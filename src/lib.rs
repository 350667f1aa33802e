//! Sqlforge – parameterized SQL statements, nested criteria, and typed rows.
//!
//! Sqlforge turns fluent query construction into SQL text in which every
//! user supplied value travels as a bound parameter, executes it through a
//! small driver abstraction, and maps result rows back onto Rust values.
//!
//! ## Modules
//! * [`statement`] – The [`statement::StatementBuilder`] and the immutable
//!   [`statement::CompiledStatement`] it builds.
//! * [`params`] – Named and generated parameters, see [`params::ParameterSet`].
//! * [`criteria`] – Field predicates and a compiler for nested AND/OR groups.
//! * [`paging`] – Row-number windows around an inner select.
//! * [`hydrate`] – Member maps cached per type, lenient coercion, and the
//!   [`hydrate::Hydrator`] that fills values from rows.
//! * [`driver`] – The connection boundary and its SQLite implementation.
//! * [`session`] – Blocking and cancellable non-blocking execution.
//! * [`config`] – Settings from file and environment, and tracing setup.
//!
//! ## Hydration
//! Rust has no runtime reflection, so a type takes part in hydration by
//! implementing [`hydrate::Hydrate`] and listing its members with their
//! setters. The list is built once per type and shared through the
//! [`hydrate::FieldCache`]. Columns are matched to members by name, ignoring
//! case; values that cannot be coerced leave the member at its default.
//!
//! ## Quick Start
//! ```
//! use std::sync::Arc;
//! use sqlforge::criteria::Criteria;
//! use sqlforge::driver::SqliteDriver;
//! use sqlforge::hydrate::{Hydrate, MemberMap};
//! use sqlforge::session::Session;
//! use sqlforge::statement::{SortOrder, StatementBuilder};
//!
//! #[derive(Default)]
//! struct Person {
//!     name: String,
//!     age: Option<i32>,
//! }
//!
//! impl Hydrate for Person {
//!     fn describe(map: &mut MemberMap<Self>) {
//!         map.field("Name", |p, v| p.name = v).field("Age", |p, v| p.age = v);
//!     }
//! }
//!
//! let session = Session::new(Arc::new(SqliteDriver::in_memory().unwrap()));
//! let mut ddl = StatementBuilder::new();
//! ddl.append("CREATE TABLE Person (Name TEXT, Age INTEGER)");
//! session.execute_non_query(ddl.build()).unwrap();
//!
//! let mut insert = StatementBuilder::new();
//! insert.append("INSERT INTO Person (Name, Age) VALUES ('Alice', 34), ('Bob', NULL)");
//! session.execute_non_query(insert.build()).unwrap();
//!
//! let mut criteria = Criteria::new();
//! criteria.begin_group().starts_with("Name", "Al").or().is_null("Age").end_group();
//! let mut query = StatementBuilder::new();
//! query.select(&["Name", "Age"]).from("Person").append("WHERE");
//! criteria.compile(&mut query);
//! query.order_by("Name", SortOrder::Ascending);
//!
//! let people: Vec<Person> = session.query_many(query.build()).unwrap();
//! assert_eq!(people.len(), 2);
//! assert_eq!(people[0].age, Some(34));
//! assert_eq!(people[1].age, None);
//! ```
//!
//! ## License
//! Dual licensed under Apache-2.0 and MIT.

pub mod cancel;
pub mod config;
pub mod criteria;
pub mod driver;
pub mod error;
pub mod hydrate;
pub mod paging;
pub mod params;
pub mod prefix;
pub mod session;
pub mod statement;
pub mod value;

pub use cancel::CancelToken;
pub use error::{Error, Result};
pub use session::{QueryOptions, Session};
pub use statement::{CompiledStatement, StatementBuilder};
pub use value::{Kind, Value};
○ ○ ○ ○
- **Exercise**
Check each line above for the word "append" and give the number of lines that have it, nothing else.

- **Task output**
3